Theme 2 Care continuity needs: Some patients still have problems that were not fully resolved during hospitalization. And they are unaware of convenient access to continuity of care. Caregivers have an insufficient stock of relevant knowledge and need guidance on continuity of care.
“What about that phlebitis with hardened blood vessels in the hands?” (D7, patient’s wife in a rural household).
‘The medication that was prescribed at discharge, does she need to take it every day now? Or does she not need to take them anymore?” (D10, 36-year-old unemployed caregiver).
3.2.5 . Adaptation phase.
Theme 1 Obtaining follow-up resources: At this phase, Chinese hospitals generally follow up discharged patients within one month. In contrast, stroke patients have high recurrence, and follow-up after three months of discharge is less frequent and simpler. Follow-up visits for stroke patients in the community, especially in rural areas are lacking.

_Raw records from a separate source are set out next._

// src/transaction/mod.rs

//! Transactions: what gets applied, in which order, and what happened
//!
//! An install transaction is built from resolution closures:
//!
//! ```text
//! closures (discovery order) -> concatenate -> stable dedup -> reverse -> application order
//! ```
//!
//! so dependencies land before their dependents. Merging several closures can
//! put a dependent ahead of a dependency it shares with a later request; the
//! captured requirement edges are used to restore a topological order while
//! moving as little as possible (see [`application_order`]).
//!
//! Removal transactions are deduplicated but keep the order they were given.

mod order;
mod report;

pub use order::application_order;
pub use report::{InstallReport, Outcome, PackageOutcome, RemovalReport, TransactionReport};

use crate::package::Package;
use crate::resolver::InstallationClosure;
use std::fmt;

#[derive(Debug, Clone, Copy, PartialEq, Eq)]
pub enum TransactionKind {
    Install,
    Remove,
}

impl fmt::Display for TransactionKind {
    fn fmt(&self, f: &mut fmt::Formatter<'_>) -> fmt::Result {
        match self {
            TransactionKind::Install => f.write_str("install"),
            TransactionKind::Remove => f.write_str("remove"),
        }
    }
}

/// Ordered set of packages to apply
#[derive(Debug, Clone, PartialEq, Eq)]
pub struct Transaction {
    kind: TransactionKind,
    packages: Vec<Package>,
}

/// Keep the first occurrence of each package
pub fn dedup_stable<I>(packages: I) -> Vec<Package>
where
    I: IntoIterator<Item = Package>,
{
    let mut unique: Vec<Package> = Vec::new();
    for pkg in packages {
        if !unique.contains(&pkg) {
            unique.push(pkg);
        }
    }
    unique
}

impl Transaction {
    /// Application order for installing the given closures
    pub fn install_plan(closures: &[InstallationClosure]) -> Self {
        let discovery = dedup_stable(closures.iter().flat_map(|c| c.packages().iter().cloned()));
        let edges: Vec<(Package, Package)> = closures
            .iter()
            .flat_map(|c| c.edges().iter().cloned())
            .collect();

        Self {
            kind: TransactionKind::Install,
            packages: application_order(&discovery, &edges),
        }
    }

    pub fn removal_plan(packages: Vec<Package>) -> Self {
        Self {
            kind: TransactionKind::Remove,
            packages: dedup_stable(packages),
        }
    }

    pub fn kind(&self) -> TransactionKind {
        self.kind
    }

    pub fn packages(&self) -> &[Package] {
        &self.packages
    }

    pub fn iter(&self) -> std::slice::Iter<'_, Package> {
        self.packages.iter()
    }

    pub fn len(&self) -> usize {
        self.packages.len()
    }

    pub fn is_empty(&self) -> bool {
        self.packages.is_empty()
    }
}

impl<'a> IntoIterator for &'a Transaction {
    type Item = &'a Package;
    type IntoIter = std::slice::Iter<'a, Package>;

    fn into_iter(self) -> Self::IntoIter {
        self.packages.iter()
    }
}
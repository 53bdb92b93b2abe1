//! Shared response envelope types for API handlers.
//!
//! Every API response uses a `{ "data": ... }` envelope. Use [`DataResponse`]
//! instead of ad-hoc `serde_json::json!({ "data": ... })` to get compile-time
//! type safety and consistent serialization.

use serde::Serialize;

/// Standard `{ "data": T }` response envelope.
///
/// # Example
///
/// ```ignore
/// Ok(Json(DataResponse { data: shots }))
/// ```
#[derive(Debug, Serialize)]
pub struct DataResponse<T: Serialize> {
    pub data: T,
}
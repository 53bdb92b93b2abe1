use std::sync::Arc;

use crate::config::ServerConfig;
use crate::storage::ObjectStore;
use crate::ws::WsManager;

/// Shared application state available to all Axum handlers via `State<AppState>`.
///
/// This is cheaply cloneable (inner data is behind `Arc` or is already `Clone`).
#[derive(Clone)]
pub struct AppState {
    /// Database connection pool.
    pub pool: filmcraft_db::DbPool,
    /// Server configuration.
    pub config: Arc<ServerConfig>,
    /// WebSocket connection manager (browser clients).
    pub ws_manager: Arc<WsManager>,
    /// Change-notification bus; every mutation publishes here.
    pub event_bus: Arc<filmcraft_events::EventBus>,
    /// Backend for the `shot-images` bucket.
    pub object_store: Arc<dyn ObjectStore>,
}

Caregivers, faced with patients’ existing problems after discharge, do not know the ways or methods of follow-up and would like to have easy access to follow-up resources.

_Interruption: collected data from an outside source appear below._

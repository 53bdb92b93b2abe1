use axum::extract::ws::{Message, WebSocket, WebSocketUpgrade};
use axum::extract::{Query, State};
use axum::response::{IntoResponse, Response};
use filmcraft_core::collaboration::Permission;
use futures::{SinkExt, StreamExt};
use serde::Deserialize;

use crate::error::AppResult;
use crate::middleware::access::authorize_project;
use crate::middleware::auth::{authenticate_token, AuthUser};
use crate::state::AppState;
use crate::ws::messages::{ClientMessage, ServerMessage};

/// Query string for `GET /ws`. Browsers cannot set headers on a WebSocket
/// handshake, so the access token travels here.
#[derive(Debug, Deserialize)]
pub struct WsParams {
    pub token: String,
}

/// HTTP handler that authenticates and upgrades the connection to WebSocket.
///
/// After the upgrade the connection is registered with `WsManager` and
/// managed by a sender task plus the receive loop.
pub async fn ws_handler(
    ws: WebSocketUpgrade,
    Query(params): Query<WsParams>,
    State(state): State<AppState>,
) -> AppResult<Response> {
    let user = authenticate_token(&params.token, &state)?;
    Ok(ws
        .on_upgrade(move |socket| handle_socket(socket, state, user))
        .into_response())
}

/// Manage a single WebSocket connection after upgrade.
async fn handle_socket(socket: WebSocket, state: AppState, user: AuthUser) {
    let conn_id = uuid::Uuid::new_v4().to_string();
    tracing::info!(conn_id = %conn_id, user_id = user.user_id, "WebSocket connected");

    let ws_manager = state.ws_manager.clone();
    let mut rx = ws_manager.add(conn_id.clone(), Some(user.user_id)).await;

    let (mut sink, mut stream) = socket.split();

    // Sender task: forward channel messages to the WebSocket sink.
    let sender_conn_id = conn_id.clone();
    let send_task = tokio::spawn(async move {
        while let Some(msg) = rx.recv().await {
            if sink.send(msg).await.is_err() {
                tracing::debug!(conn_id = %sender_conn_id, "WebSocket sink closed");
                break;
            }
        }
    });

    while let Some(result) = stream.next().await {
        match result {
            Ok(Message::Close(_)) => break,
            Ok(Message::Pong(_)) => {
                tracing::trace!(conn_id = %conn_id, "Pong received");
            }
            Ok(Message::Text(text)) => {
                let reply = handle_client_message(&state, &conn_id, &user, text.as_str()).await;
                ws_manager
                    .send_to(&conn_id, Message::Text(reply.to_json().into()))
                    .await;
            }
            Ok(_) => {}
            Err(e) => {
                tracing::debug!(conn_id = %conn_id, error = %e, "WebSocket receive error");
                break;
            }
        }
    }

    ws_manager.remove(&conn_id).await;
    send_task.abort();
    tracing::info!(conn_id = %conn_id, "WebSocket disconnected");
}

/// Apply one client frame and build the reply.
async fn handle_client_message(
    state: &AppState,
    conn_id: &str,
    user: &AuthUser,
    text: &str,
) -> ServerMessage {
    let message = match serde_json::from_str::<ClientMessage>(text) {
        Ok(message) => message,
        Err(e) => {
            return ServerMessage::Error {
                message: format!("Unrecognized message: {e}"),
            }
        }
    };

    match message {
        ClientMessage::Subscribe { project_id } => {
            match authorize_project(&state.pool, user, project_id, Permission::View).await {
                Ok(_) => {
                    state.ws_manager.subscribe(conn_id, project_id).await;
                    tracing::debug!(conn_id, project_id, "Subscribed to project");
                    ServerMessage::Subscribed { project_id }
                }
                Err(e) => ServerMessage::Error {
                    message: e.to_string(),
                },
            }
        }
        ClientMessage::Unsubscribe { project_id } => {
            state.ws_manager.unsubscribe(conn_id, project_id).await;
            ServerMessage::Unsubscribed { project_id }
        }
    }
}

“It would be nice if your hospital could visit us more often, to ask how things are going, to see how [the patient] is recovering from the symptoms, and to help us with our questions.” (E1, 54-year-old caregiver with junior high education).
“I don’t even know how to make a follow-up visit, is it the same as the usual outpatient visit?” (E7, 67-year-old caregiver with primary school education).

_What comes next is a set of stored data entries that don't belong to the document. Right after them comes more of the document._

//! Shot reference image storage rules: bucket, object keys, size and
//! content-type limits, and public URL mapping.

use crate::error::CoreError;
use crate::types::DbId;

// ---------------------------------------------------------------------------
// Constants
// ---------------------------------------------------------------------------

/// Bucket holding shot reference images.
pub const SHOT_IMAGES_BUCKET: &str = "shot-images";

/// Key prefix for shot images inside the bucket.
pub const SHOT_IMAGE_PREFIX: &str = "shots";

/// Maximum accepted image size (5 MiB).
pub const MAX_IMAGE_BYTES: u64 = 5 * 1024 * 1024;

/// Required content-type prefix.
pub const IMAGE_CONTENT_TYPE_PREFIX: &str = "image/";

// ---------------------------------------------------------------------------
// Validation
// ---------------------------------------------------------------------------

/// Validate an upload's declared content type and size.
pub fn validate_image_upload(
    content_type: &str,
    size_bytes: u64,
    max_bytes: u64,
) -> Result<(), CoreError> {
    if !content_type.starts_with(IMAGE_CONTENT_TYPE_PREFIX) {
        return Err(CoreError::Validation(
            "Please select an image file (JPEG, PNG, etc.)".to_string(),
        ));
    }
    if size_bytes == 0 {
        return Err(CoreError::Validation("Image file is empty".to_string()));
    }
    if size_bytes > max_bytes {
        return Err(CoreError::Validation(format!(
            "Image size must be less than {} MB",
            max_bytes / (1024 * 1024)
        )));
    }
    Ok(())
}

/// Reject keys that could escape the bucket root.
pub fn validate_object_key(key: &str) -> Result<(), CoreError> {
    let bad = key.is_empty()
        || key.starts_with('/')
        || key.contains('\\')
        || key.split('/').any(|part| part.is_empty() || part == "." || part == "..");
    if bad {
        return Err(CoreError::Validation(format!("Invalid object key '{key}'")));
    }
    Ok(())
}

// ---------------------------------------------------------------------------
// Keys and URLs
// ---------------------------------------------------------------------------

/// File extension from an uploaded file name, falling back to the subtype of
/// the content type (`image/png` -> `png`).
pub fn image_extension(file_name: Option<&str>, content_type: &str) -> String {
    let from_name = file_name
        .and_then(|name| name.rsplit_once('.'))
        .map(|(_, ext)| ext.to_ascii_lowercase())
        .filter(|ext| !ext.is_empty() && ext.chars().all(|c| c.is_ascii_alphanumeric()));

    from_name.unwrap_or_else(|| {
        content_type
            .strip_prefix(IMAGE_CONTENT_TYPE_PREFIX)
            .map(|sub| sub.split(['+', ';']).next().unwrap_or(sub))
            .filter(|sub| !sub.is_empty() && sub.chars().all(|c| c.is_ascii_alphanumeric()))
            .unwrap_or("bin")
            .to_string()
    })
}

/// Object key `shots/{shot_id}.{ext}`, or `shots/{unix_millis}.{ext}` when
/// the image is not yet attached to a shot.
pub fn shot_image_key(shot_id: Option<DbId>, unix_millis: i64, ext: &str) -> String {
    let stem = shot_id.map_or_else(|| unix_millis.to_string(), |id| id.to_string());
    format!("{SHOT_IMAGE_PREFIX}/{stem}.{ext}")
}

/// Public URL for an object in the shot image bucket.
pub fn public_url(base_url: &str, key: &str) -> String {
    format!(
        "{}/storage/{SHOT_IMAGES_BUCKET}/{key}",
        base_url.trim_end_matches('/')
    )
}

/// Recover the object key from a public URL this server issued. URLs on
/// another host, or outside the shot image folder, yield `None`.
pub fn key_from_public_url(base_url: &str, url: &str) -> Option<String> {
    let path = url.split(['?', '#']).next().unwrap_or(url);
    let key = path.strip_prefix(&public_url(base_url, ""))?;
    let file = key.strip_prefix(SHOT_IMAGE_PREFIX)?.strip_prefix('/')?;
    if file.contains('/') {
        return None;
    }
    validate_object_key(key).ok()?;
    Some(key.to_string())
}

/// Whether `key` is the attached image key of shot `shot_id`
/// (`shots/{shot_id}.{ext}`).
pub fn is_attached_key(key: &str, shot_id: DbId) -> bool {
    key.strip_prefix(SHOT_IMAGE_PREFIX)
        .and_then(|rest| rest.strip_prefix('/'))
        .and_then(|file| file.split_once('.'))
        .is_some_and(|(stem, _)| stem == shot_id.to_string())
}

/// Guess a content type from an object key's extension.
pub fn content_type_for_key(key: &str) -> &'static str {
    let ext = key
        .rsplit_once('.')
        .map(|(_, e)| e.to_ascii_lowercase())
        .unwrap_or_default();
    match ext.as_str() {
        "png" => "image/png",
        "jpg" | "jpeg" => "image/jpeg",
        "gif" => "image/gif",
        "webp" => "image/webp",
        "svg" => "image/svg+xml",
        _ => "application/octet-stream",
    }
}

// ---------------------------------------------------------------------------
// Tests
// ---------------------------------------------------------------------------
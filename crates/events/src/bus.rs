//! In-process event bus backed by a `tokio::sync::broadcast` channel.
//!
//! [`EventBus`] is shared via `Arc<EventBus>` across the application.

use chrono::{DateTime, Utc};
use filmcraft_core::types::DbId;
use serde::{Deserialize, Serialize};
use tokio::sync::broadcast;

// ---------------------------------------------------------------------------
// ChangeTable
// ---------------------------------------------------------------------------

/// The table whose rows changed.
#[derive(Debug, Clone, Copy, PartialEq, Eq, Hash, Serialize, Deserialize)]
#[serde(rename_all = "snake_case")]
pub enum ChangeTable {
    Projects,
    Scenes,
    Shots,
    Comments,
    Collaborators,
}

impl ChangeTable {
    pub fn as_str(self) -> &'static str {
        match self {
            Self::Projects => "projects",
            Self::Scenes => "scenes",
            Self::Shots => "shots",
            Self::Comments => "comments",
            Self::Collaborators => "collaborators",
        }
    }
}

// ---------------------------------------------------------------------------
// ChangeEvent
// ---------------------------------------------------------------------------

/// Something changed in `table` for `project_id`.
///
/// Events carry no row data. Receivers are expected to reload.
#[derive(Debug, Clone, PartialEq, Serialize, Deserialize)]
pub struct ChangeEvent {
    pub project_id: DbId,
    pub table: ChangeTable,
    /// The user whose request caused the change.
    pub actor_user_id: Option<DbId>,
    pub timestamp: DateTime<Utc>,
}

impl ChangeEvent {
    pub fn new(project_id: DbId, table: ChangeTable) -> Self {
        Self {
            project_id,
            table,
            actor_user_id: None,
            timestamp: Utc::now(),
        }
    }

    pub fn with_actor(mut self, user_id: DbId) -> Self {
        self.actor_user_id = Some(user_id);
        self
    }
}

// ---------------------------------------------------------------------------
// EventBus
// ---------------------------------------------------------------------------

/// Default buffer capacity for the broadcast channel.
const DEFAULT_CAPACITY: usize = 1024;

/// In-process fan-out event bus.
///
/// ```rust
/// use filmcraft_events::bus::{ChangeEvent, ChangeTable, EventBus};
///
/// let bus = EventBus::default();
/// let mut rx = bus.subscribe();
///
/// bus.publish(ChangeEvent::new(1, ChangeTable::Shots));
/// ```
pub struct EventBus {
    sender: broadcast::Sender<ChangeEvent>,
}

impl EventBus {
    /// Create a bus with a specific channel capacity.
    ///
    /// When the buffer is full the oldest unconsumed events are dropped and
    /// slow receivers observe `RecvError::Lagged`.
    pub fn new(capacity: usize) -> Self {
        let (sender, _) = broadcast::channel(capacity);
        Self { sender }
    }

    /// Publish to all current subscribers. Dropped if there are none.
    pub fn publish(&self, event: ChangeEvent) {
        tracing::trace!(
            project_id = event.project_id,
            table = event.table.as_str(),
            "Publishing change event"
        );
        let _ = self.sender.send(event);
    }

    pub fn subscribe(&self) -> broadcast::Receiver<ChangeEvent> {
        self.sender.subscribe()
    }

    pub fn subscriber_count(&self) -> usize {
        self.sender.receiver_count()
    }
}

impl Default for EventBus {
    fn default() -> Self {
        Self::new(DEFAULT_CAPACITY)
    }
}

// ---------------------------------------------------------------------------
// Tests
// ---------------------------------------------------------------------------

“If he has an emergency, then can I come directly to the hospital (inpatient unit) to see you then?”(E8, employed caregiver with primary school education).
Theme 2 Safety management: In this phase, some patients’ degree of incapacity improved and range of activities expanded after rehabilitation, and their family members’ management of falls and wandering was more lax than before. However, the safety risks of patients’ falls or wandering still existed, caregivers were eager to access to information about safety management.
“When he (a person) goes out to walk, I’m so afraid that he’ll fall.” (E7, 67-year-old caregiver with primary school education).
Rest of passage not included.